Segment Open

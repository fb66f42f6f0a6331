//! 照合で使う型定義
//!
//! - Candidate: 参照カタログの1エントリ
//! - MeasurementSet: ランドマークから導出した比率・角度
//! - Embedding: 顔埋め込みベクトル
//! - VisionVerdict: Vision LLM の分類結果
//! - MatchResult: 融合後の最終出力（候補ごと）

use crate::error::{Error, Result};
use serde::{Deserialize, Serialize};
use std::collections::{BTreeMap, BTreeSet};

/// 埋め込みサービスの既定次元数
pub const EMBEDDING_DIM: usize = 512;

/// 比較対象となる計測特徴量（すべてスケール不変の比率か角度）
#[derive(Debug, Clone, Copy, PartialEq, Eq, PartialOrd, Ord, Hash, Serialize, Deserialize)]
#[serde(rename_all = "camelCase")]
pub enum Feature {
    FaceWidthToHeightRatio,
    JawToFaceWidthRatio,
    EyeSpacingRatio,
    NoseWidthRatio,
    MouthWidthRatio,
    FacialIndex,
    NasalIndex,
    NasofrontalAngleDeg,
    GonialAngleDeg,
}

impl Feature {
    pub const ALL: [Feature; 9] = [
        Feature::FaceWidthToHeightRatio,
        Feature::JawToFaceWidthRatio,
        Feature::EyeSpacingRatio,
        Feature::NoseWidthRatio,
        Feature::MouthWidthRatio,
        Feature::FacialIndex,
        Feature::NasalIndex,
        Feature::NasofrontalAngleDeg,
        Feature::GonialAngleDeg,
    ];

    pub fn key(&self) -> &'static str {
        match self {
            Feature::FaceWidthToHeightRatio => "faceWidthToHeightRatio",
            Feature::JawToFaceWidthRatio => "jawToFaceWidthRatio",
            Feature::EyeSpacingRatio => "eyeSpacingRatio",
            Feature::NoseWidthRatio => "noseWidthRatio",
            Feature::MouthWidthRatio => "mouthWidthRatio",
            Feature::FacialIndex => "facialIndex",
            Feature::NasalIndex => "nasalIndex",
            Feature::NasofrontalAngleDeg => "nasofrontalAngleDeg",
            Feature::GonialAngleDeg => "gonialAngleDeg",
        }
    }
}

/// 比率の導出にのみ使う生の距離（直接は比較しない）
#[derive(Debug, Clone, Copy, PartialEq, Eq, PartialOrd, Ord, Hash, Serialize, Deserialize)]
#[serde(rename_all = "camelCase")]
pub enum RawLength {
    FaceWidth,
    FaceHeight,
    JawWidth,
    InterEyeDistance,
    /// 両目尻間
    BiocularWidth,
    NoseWidth,
    NoseHeight,
    MouthWidth,
    MidFaceHeight,
}

/// 計測値セット
///
/// 1回の抽出内では同じ座標系で距離を測るので、比率は画像間で比較できる。
/// 生成後は変更しない。
#[derive(Debug, Clone, Default, PartialEq, Serialize, Deserialize)]
#[serde(rename_all = "camelCase")]
pub struct MeasurementSet {
    features: BTreeMap<Feature, f64>,
    #[serde(default, skip_serializing_if = "BTreeMap::is_empty")]
    lengths: BTreeMap<RawLength, f64>,
}

impl MeasurementSet {
    /// 有限でない値は捨てる
    pub fn new(features: BTreeMap<Feature, f64>, lengths: BTreeMap<RawLength, f64>) -> Self {
        Self {
            features: features.into_iter().filter(|(_, v)| v.is_finite()).collect(),
            lengths: lengths.into_iter().filter(|(_, v)| v.is_finite()).collect(),
        }
    }

    pub fn from_features<I>(features: I) -> Self
    where
        I: IntoIterator<Item = (Feature, f64)>,
    {
        Self::new(features.into_iter().collect(), BTreeMap::new())
    }

    pub fn get(&self, feature: Feature) -> Option<f64> {
        self.features.get(&feature).copied()
    }

    pub fn length(&self, length: RawLength) -> Option<f64> {
        self.lengths.get(&length).copied()
    }

    pub fn features(&self) -> impl Iterator<Item = (Feature, f64)> + '_ {
        self.features.iter().map(|(f, v)| (*f, *v))
    }

    pub fn len(&self) -> usize {
        self.features.len()
    }

    pub fn is_empty(&self) -> bool {
        self.features.is_empty()
    }
}

/// 顔埋め込みベクトル
#[derive(Debug, Clone, PartialEq, Serialize, Deserialize)]
#[serde(transparent)]
pub struct Embedding(Vec<f32>);

impl Embedding {
    pub fn new(values: Vec<f32>) -> Self {
        Self(values)
    }

    /// 次元数と有限性を検証して生成
    pub fn with_dimension(values: Vec<f32>, expected: usize) -> Result<Self> {
        if values.len() != expected {
            return Err(Error::InvalidEmbeddingShape {
                expected,
                actual: values.len(),
            });
        }
        let embedding = Self(values);
        embedding.check_finite()?;
        Ok(embedding)
    }

    /// 最初の非有限値の位置を NonFiniteEmbedding として返す
    pub fn check_finite(&self) -> Result<()> {
        match self.0.iter().position(|x| !x.is_finite()) {
            Some(index) => Err(Error::NonFiniteEmbedding { index }),
            None => Ok(()),
        }
    }

    pub fn dim(&self) -> usize {
        self.0.len()
    }

    pub fn as_slice(&self) -> &[f32] {
        &self.0
    }
}

/// 類似度の根拠となるシグナル
#[derive(Debug, Clone, Copy, PartialEq, Eq, PartialOrd, Ord, Hash, Serialize, Deserialize)]
#[serde(rename_all = "lowercase")]
pub enum Signal {
    Embedding,
    Measurement,
    Vision,
}

impl Signal {
    pub fn as_str(&self) -> &'static str {
        match self {
            Signal::Embedding => "embedding",
            Signal::Measurement => "measurement",
            Signal::Vision => "vision",
        }
    }
}

/// 参照カタログの1エントリ（読み込み後は読み取り専用）
#[derive(Debug, Clone, Default, Serialize, Deserialize)]
#[serde(rename_all = "camelCase")]
pub struct Candidate {
    pub id: String,

    pub name: String,

    #[serde(default)]
    pub regions: Vec<String>,

    #[serde(default, skip_serializing_if = "Option::is_none")]
    pub reference_measurements: Option<MeasurementSet>,

    #[serde(default, skip_serializing_if = "Option::is_none")]
    pub reference_embedding: Option<Embedding>,
}

/// Vision LLM が挙げた候補1件
#[derive(Debug, Clone, PartialEq, Serialize, Deserialize)]
#[serde(rename_all = "camelCase")]
pub struct VisionMatch {
    pub name: String,

    /// LLMの自己申告（0〜100）。較正されていない
    pub confidence: f64,

    #[serde(default, skip_serializing_if = "Option::is_none")]
    pub reasoning: Option<String>,

    #[serde(default, skip_serializing_if = "Option::is_none")]
    pub rank: Option<u32>,
}

/// Vision LLM の分類結果
#[derive(Debug, Clone, Default, PartialEq, Serialize, Deserialize)]
#[serde(rename_all = "camelCase")]
pub struct VisionVerdict {
    pub analysis: String,

    #[serde(default, skip_serializing_if = "Option::is_none")]
    pub primary_region: Option<String>,

    pub matches: Vec<VisionMatch>,
}

/// 1枚のクエリ画像から得られたシグナル（どれも欠けうる）
#[derive(Debug, Clone, Default)]
pub struct QuerySignals {
    pub embedding: Option<Embedding>,
    pub measurements: Option<MeasurementSet>,
    pub vision: Option<VisionVerdict>,
}

/// 照合結果（候補ごと）
#[derive(Debug, Clone, PartialEq, Serialize, Deserialize)]
#[serde(rename_all = "camelCase")]
pub struct MatchResult {
    pub candidate_id: String,

    pub candidate_name: String,

    #[serde(default, skip_serializing_if = "Option::is_none")]
    pub embedding_similarity: Option<f64>,

    #[serde(default, skip_serializing_if = "Option::is_none")]
    pub measurement_similarity: Option<f64>,

    #[serde(default, skip_serializing_if = "Option::is_none")]
    pub vision_confidence: Option<f64>,

    #[serde(default, skip_serializing_if = "Option::is_none")]
    pub vision_reasoning: Option<String>,

    pub hybrid_score: f64,

    /// 1始まり、欠番なし
    pub rank: usize,

    pub contributing_signals: BTreeSet<Signal>,
}

#[cfg(test)]
mod tests {
    use super::*;

    #[test]
    fn test_feature_keys_match_serde_names() {
        for feature in Feature::ALL {
            let json = serde_json::to_string(&feature).unwrap();
            assert_eq!(json, format!("\"{}\"", feature.key()));
        }
    }

    #[test]
    fn test_measurement_set_drops_non_finite() {
        let set = MeasurementSet::from_features([
            (Feature::FacialIndex, 88.0),
            (Feature::NasalIndex, f64::NAN),
            (Feature::GonialAngleDeg, f64::INFINITY),
        ]);
        assert_eq!(set.len(), 1);
        assert_eq!(set.get(Feature::FacialIndex), Some(88.0));
        assert_eq!(set.get(Feature::NasalIndex), None);
    }

    #[test]
    fn test_measurement_set_deserialize() {
        let json = r#"{"features": {"facialIndex": 87.5, "gonialAngleDeg": 122.0}}"#;
        let set: MeasurementSet = serde_json::from_str(json).expect("デシリアライズ失敗");
        assert_eq!(set.get(Feature::GonialAngleDeg), Some(122.0));
        assert_eq!(set.length(RawLength::FaceWidth), None);
    }

    #[test]
    fn test_embedding_with_dimension() {
        assert!(Embedding::with_dimension(vec![0.0; EMBEDDING_DIM], EMBEDDING_DIM).is_ok());

        let err = Embedding::with_dimension(vec![0.0; 3], EMBEDDING_DIM).unwrap_err();
        assert!(matches!(
            err,
            Error::InvalidEmbeddingShape { expected: 512, actual: 3 }
        ));
    }

    #[test]
    fn test_embedding_rejects_non_finite() {
        let err = Embedding::with_dimension(vec![0.5, f32::INFINITY, 0.0], 3).unwrap_err();
        assert!(matches!(err, Error::NonFiniteEmbedding { index: 1 }));

        let err = Embedding::with_dimension(vec![f32::NAN, 0.0, 0.0], 3).unwrap_err();
        assert!(matches!(err, Error::NonFiniteEmbedding { index: 0 }));
    }

    #[test]
    fn test_embedding_overflowing_json_is_caught() {
        // f32 に収まらない値は inf としてデシリアライズされる
        let e: Embedding = serde_json::from_str("[1e39, 0.0]").expect("デシリアライズ失敗");
        assert!(e.check_finite().is_err());
    }

    #[test]
    fn test_candidate_deserialize_minimal() {
        let json = r#"{"id": "c1", "name": "Nordid"}"#;
        let candidate: Candidate = serde_json::from_str(json).expect("デシリアライズ失敗");
        assert_eq!(candidate.id, "c1");
        assert!(candidate.regions.is_empty());
        assert!(candidate.reference_embedding.is_none());
        assert!(candidate.reference_measurements.is_none());
    }

    #[test]
    fn test_match_result_serialize() {
        let result = MatchResult {
            candidate_id: "c1".to_string(),
            candidate_name: "Nordid".to_string(),
            embedding_similarity: Some(0.9),
            measurement_similarity: None,
            vision_confidence: None,
            vision_reasoning: None,
            hybrid_score: 0.9,
            rank: 1,
            contributing_signals: [Signal::Embedding].into_iter().collect(),
        };
        let json = serde_json::to_string(&result).expect("シリアライズ失敗");
        assert!(json.contains("\"candidateId\":\"c1\""));
        assert!(json.contains("\"contributingSignals\":[\"embedding\"]"));
        assert!(!json.contains("measurementSimilarity"));
    }
}
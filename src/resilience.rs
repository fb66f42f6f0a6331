//! シグナル呼び出しのタイムアウト・再試行・キャンセル

use crate::config::Config;
use crate::error::{MatchError, Result};
use std::future::Future;
use std::time::Duration;
use tokio_util::sync::CancellationToken;

/// 一時的な障害に対する再試行ポリシー
#[derive(Debug, Clone, Copy, PartialEq, Eq)]
pub struct RetryPolicy {
    pub max_retries: u32,
    pub backoff: Duration,
}

impl Default for RetryPolicy {
    fn default() -> Self {
        Self {
            max_retries: 1,
            backoff: Duration::from_millis(500),
        }
    }
}

impl RetryPolicy {
    pub fn none() -> Self {
        Self {
            max_retries: 0,
            backoff: Duration::ZERO,
        }
    }

    pub fn from_config(config: &Config) -> Self {
        Self {
            max_retries: config.max_retries,
            backoff: Duration::from_millis(config.retry_backoff_ms),
        }
    }

    /// `is_transient()` なエラーのみ再試行する
    pub async fn run<T, F, Fut>(&self, signal: &'static str, mut op: F) -> Result<T>
    where
        F: FnMut() -> Fut,
        Fut: Future<Output = Result<T>>,
    {
        let mut attempt = 0;
        loop {
            match op().await {
                Err(e) if e.is_transient() && attempt < self.max_retries => {
                    attempt += 1;
                    tracing::debug!(signal, attempt, error = %e, "再試行");
                    tokio::time::sleep(self.backoff).await;
                }
                other => return other,
            }
        }
    }
}

/// 1シグナル分の呼び出しを、タイムアウトとキャンセルの下で実行
///
/// 再試行はタイムアウトの内側で行うので、合計時間は `timeout` を超えない。
pub async fn guarded<T, F, Fut>(
    signal: &'static str,
    timeout: Duration,
    retry: &RetryPolicy,
    cancel: &CancellationToken,
    op: F,
) -> Result<T>
where
    F: FnMut() -> Fut,
    Fut: Future<Output = Result<T>>,
{
    tokio::select! {
        biased;
        _ = cancel.cancelled() => Err(MatchError::Cancelled),
        result = tokio::time::timeout(timeout, retry.run(signal, op)) => match result {
            Ok(r) => r,
            Err(_) => Err(MatchError::Timeout {
                signal,
                seconds: timeout.as_secs(),
            }),
        },
    }
}

#[cfg(test)]
mod tests {
    use super::*;
    use std::sync::atomic::{AtomicU32, Ordering};

    fn fast_retry(max_retries: u32) -> RetryPolicy {
        RetryPolicy {
            max_retries,
            backoff: Duration::from_millis(1),
        }
    }

    #[tokio::test]
    async fn test_retry_recovers_from_transient() {
        let counter = AtomicU32::new(0);
        let calls = &counter;
        let result = fast_retry(2)
            .run("embedding", move || async move {
                if calls.fetch_add(1, Ordering::SeqCst) == 0 {
                    Err(MatchError::EmbeddingServiceUnavailable("503".into()))
                } else {
                    Ok(42)
                }
            })
            .await;
        assert_eq!(result.unwrap(), 42);
        assert_eq!(counter.load(Ordering::SeqCst), 2);
    }

    #[tokio::test]
    async fn test_no_retry_for_non_transient() {
        let counter = AtomicU32::new(0);
        let calls = &counter;
        let result: Result<()> = fast_retry(3)
            .run("landmarks", move || async move {
                calls.fetch_add(1, Ordering::SeqCst);
                Err(MatchError::NoFaceDetected)
            })
            .await;
        assert!(matches!(result, Err(MatchError::NoFaceDetected)));
        assert_eq!(counter.load(Ordering::SeqCst), 1);
    }

    #[tokio::test]
    async fn test_retry_gives_up() {
        let counter = AtomicU32::new(0);
        let calls = &counter;
        let result: Result<()> = fast_retry(1)
            .run("vision", move || async move {
                calls.fetch_add(1, Ordering::SeqCst);
                Err(MatchError::VisionServiceUnavailable("down".into()))
            })
            .await;
        assert!(matches!(result, Err(MatchError::VisionServiceUnavailable(_))));
        assert_eq!(counter.load(Ordering::SeqCst), 2);
    }

    #[tokio::test]
    async fn test_guarded_timeout() {
        let cancel = CancellationToken::new();
        let result: Result<()> = guarded(
            "vision",
            Duration::from_millis(20),
            &RetryPolicy::none(),
            &cancel,
            || async {
                tokio::time::sleep(Duration::from_secs(5)).await;
                Ok(())
            },
        )
        .await;
        assert!(matches!(result, Err(MatchError::Timeout { signal: "vision", .. })));
    }

    #[tokio::test]
    async fn test_guarded_cancelled() {
        let cancel = CancellationToken::new();
        cancel.cancel();
        let result = guarded(
            "embedding",
            Duration::from_secs(5),
            &RetryPolicy::none(),
            &cancel,
            || async { Ok(1) },
        )
        .await;
        assert!(matches!(result, Err(MatchError::Cancelled)));
    }
}
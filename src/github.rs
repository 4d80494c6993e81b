//! Commit metadata and diff retrieval from the GitHub API.

use async_trait::async_trait;
use chrono::{DateTime, Utc};
use serde::Deserialize;

use crate::error::{NotifierError, Result};

pub const GITHUB_API_BASE: &str = "https://api.github.com";

const ACCEPT_JSON: &str = "application/vnd.github+json";
const ACCEPT_DIFF: &str = "application/vnd.github.v3.diff";
const USER_AGENT: &str = concat!("github-diff-notifier/", env!("CARGO_PKG_VERSION"));

/// Commit resource as returned by `GET /repos/{owner}/{repo}/commits/{sha}`,
/// reduced to the fields the notification needs.
#[derive(Debug, Clone, Deserialize)]
pub struct GithubCommit {
    pub sha: String,
    pub html_url: String,
    pub commit: CommitDetail,
    #[serde(default)]
    pub files: Vec<FileChange>,
}

#[derive(Debug, Clone, Deserialize)]
pub struct CommitDetail {
    #[serde(default)]
    pub message: String,
    pub author: Option<GitAuthor>,
}

#[derive(Debug, Clone, Default, Deserialize)]
pub struct GitAuthor {
    pub name: Option<String>,
    pub email: Option<String>,
    pub date: Option<DateTime<Utc>>,
}

#[derive(Debug, Clone, Deserialize)]
pub struct FileChange {
    pub filename: String,
    #[serde(default)]
    pub status: FileStatus,
}

/// Change status of a file within a commit. GitHub also reports statuses
/// like "renamed" and "copied"; anything unrecognized maps to `Other`.
#[derive(Debug, Clone, Copy, Default, PartialEq, Eq, Deserialize)]
#[serde(rename_all = "lowercase")]
pub enum FileStatus {
    Added,
    Modified,
    Removed,
    #[default]
    #[serde(other)]
    Other,
}

/// Fully resolved commit, ready for composition. The branch comes from the
/// push-event ref, not from the API response.
#[derive(Debug, Clone)]
pub struct CommitRecord {
    pub sha: String,
    pub html_url: String,
    pub branch: String,
    pub message: String,
    pub author_name: String,
    pub author_email: String,
    pub author_date: Option<DateTime<Utc>>,
    pub files: Vec<FileChange>,
}

impl CommitRecord {
    pub fn from_api(api: GithubCommit, branch: String) -> Self {
        let author = api.commit.author.unwrap_or_default();
        Self {
            sha: api.sha,
            html_url: api.html_url,
            branch,
            message: api.commit.message,
            author_name: author.name.unwrap_or_else(|| "Unknown".to_string()),
            author_email: author.email.unwrap_or_default(),
            author_date: author.date,
            files: api.files,
        }
    }

    /// First 12 hex characters of the sha, for display.
    pub fn short_sha(&self) -> &str {
        self.sha.get(..12).unwrap_or(&self.sha)
    }
}

/// Source of commit metadata and raw diff text.
#[async_trait]
pub trait DiffSource: Send + Sync {
    async fn fetch_commit(
        &self,
        owner: &str,
        repo: &str,
        sha: &str,
    ) -> Result<(GithubCommit, String)>;
}

/// GitHub-backed diff source. Issues two reads against the commit endpoint,
/// differentiated only by the `Accept` header.
pub struct GithubDiffSource {
    client: reqwest::Client,
    token: Option<String>,
    api_base: String,
}

impl GithubDiffSource {
    pub fn new(client: reqwest::Client, token: Option<String>) -> Self {
        Self {
            client,
            token,
            api_base: GITHUB_API_BASE.to_string(),
        }
    }

    fn commit_request(&self, url: &str, accept: &str) -> reqwest::RequestBuilder {
        let mut request = self
            .client
            .get(url)
            .header("Accept", accept)
            .header("User-Agent", USER_AGENT);
        // Unauthenticated calls are permitted; GitHub rate-limits them.
        if let Some(token) = &self.token {
            request = request.header("Authorization", format!("token {token}"));
        }
        request
    }
}

#[async_trait]
impl DiffSource for GithubDiffSource {
    async fn fetch_commit(
        &self,
        owner: &str,
        repo: &str,
        sha: &str,
    ) -> Result<(GithubCommit, String)> {
        let url = format!("{}/repos/{}/{}/commits/{}", self.api_base, owner, repo, sha);
        let fetch_err = |e: reqwest::Error| NotifierError::Fetch {
            sha: sha.to_string(),
            message: e.to_string(),
        };

        let metadata_body = self
            .commit_request(&url, ACCEPT_JSON)
            .send()
            .await
            .map_err(fetch_err)?
            .error_for_status()
            .map_err(fetch_err)?
            .text()
            .await
            .map_err(fetch_err)?;
        let commit: GithubCommit = serde_json::from_str(&metadata_body).map_err(|e| {
            NotifierError::MalformedResponse {
                sha: sha.to_string(),
                message: e.to_string(),
            }
        })?;

        let diff_text = self
            .commit_request(&url, ACCEPT_DIFF)
            .send()
            .await
            .map_err(fetch_err)?
            .error_for_status()
            .map_err(fetch_err)?
            .text()
            .await
            .map_err(fetch_err)?;

        Ok((commit, diff_text))
    }
}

Segment Closed

# TASK DESCRIPTION
Search the records for the word "branch" and copy every line where it occurs.

# ANSWER TO THIS EXERCISE
/// Fully resolved commit, ready for composition. The branch comes from the
    pub branch: String,
    pub fn from_api(api: GithubCommit, branch: String) -> Self {
            branch,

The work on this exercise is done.